Recent changes to the Federal Housing Administration’s HECM send some lenders to revisit the opportunity for new Non-FHA and jumbo reverse mortgages that will give borrowers even more options when tapping their home equity in retirement.
Non-FHA reverse mortgages in 2023
FHA may soon become less competitive relative to the private market because of loan limits set by the federal government. FHA limits how much its lender-partners can lend through its insurance programs. Historically, this level was set at a cap of $417,000 for reverse mortgages.
However, when lending was largely restricted across the private market during the housing crisis, the government raised that cap to $1,089,300. This made government home loans more desirable for homeowners of all different home values. It also made it harder for private lenders to compete.
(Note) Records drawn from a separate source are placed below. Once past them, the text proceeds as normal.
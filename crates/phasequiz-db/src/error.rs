//! Error types for the data layer.
//!
//! All errors are propagated via [`DbError`], which wraps the underlying
//! [`sqlx`] errors. Conversion into [`QuizError`] happens at the
//! [`QuizStore`](phasequiz_core::QuizStore) boundary: domain errors pass
//! through untouched, everything else becomes [`QuizError::Storage`].

use phasequiz_core::QuizError;

/// Errors that can occur in the data layer.
#[derive(Debug, thiserror::Error)]
pub enum DbError {
    /// A `PostgreSQL` operation failed.
    #[error("PostgreSQL error: {0}")]
    Postgres(#[from] sqlx::Error),

    /// A `PostgreSQL` migration failed.
    #[error("PostgreSQL migration error: {0}")]
    Migration(#[from] sqlx::migrate::MigrateError),

    /// A stored row could not be mapped onto the domain model.
    #[error("invalid row in {table}: {reason}")]
    InvalidRow {
        /// The table the row came from.
        table: &'static str,
        /// What was wrong with it.
        reason: String,
    },

    /// The domain logic rejected the operation.
    #[error(transparent)]
    Domain(#[from] QuizError),

    /// A configuration error.
    #[error("Configuration error: {0}")]
    Config(String),
}

impl From<DbError> for QuizError {
    fn from(err: DbError) -> Self {
        match err {
            DbError::Domain(inner) => inner,
            other => Self::Storage(Box::new(other)),
        }
    }
}
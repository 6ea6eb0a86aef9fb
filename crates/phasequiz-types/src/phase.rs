//! Phase numbering shared by every part of the game.
//!
//! Phases are numbered `1..=TOTAL_PHASES`. A session whose
//! `current_phase` equals [`FINISHED_PHASE`] has completed the last phase.

/// Number of sequential phases in a game.
pub const TOTAL_PHASES: i32 = 5;

/// The phase every new session starts in.
pub const FIRST_PHASE: i32 = 1;

/// One past the last phase; the highest value `current_phase` can take.
pub const FINISHED_PHASE: i32 = TOTAL_PHASES + 1;

/// Whether `phase_number` names one of the game's phases.
pub const fn is_valid_phase(phase_number: i32) -> bool {
    phase_number >= FIRST_PHASE && phase_number <= TOTAL_PHASES
}

/// Iterate over all phase numbers in order.
pub fn all_phases() -> impl Iterator<Item = i32> {
    FIRST_PHASE..=TOTAL_PHASES
}

/// Display label for a phase, as shown next to configuration records.
pub fn phase_name(phase_number: i32) -> String {
    match phase_number {
        1 => "Phase 1 - Anagrams & Word Search".to_owned(),
        2 => "Phase 2 - Challenge Stories".to_owned(),
        n => format!("Phase {n}"),
    }
}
The rise in the lending cap is temporary, however, and reverse mortgage lenders are seeing the point when loan limits retreat to their historical level as a chance to offer more products to borrowers whose homes are valued over the FHA lending limit.
What’s the difference?
As with any FHA-insured loan, a HECM reverse mortgage falls under the government’s requirements when it comes to making the loan and then providing service to the borrower throughout the life of the loan.
FHA only insures certain property types, for example. If you live in a manufactured home or a co-op, you likely won’t qualify for an FHA reverse mortgage. A private loan can offer more options to the borrower since it isn’t tied to the government’s rules.
It also creates more competition in the market, allowing borrowers even more choices.
When will the new loans be available?
Borrowers with high home values can access at least one non-FHA reverse mortgage option. Several additional lenders, however, have said they will be offering private reverse mortgage products in 2014.
If you are seeking a reverse mortgage, remember that the HECM is just one of the 3 types of reverse mortgages. It can help retirees to boost cash flow, protect against market risk, or provide a line of credit for emergency uses in retirement. But other options are also worth exploring.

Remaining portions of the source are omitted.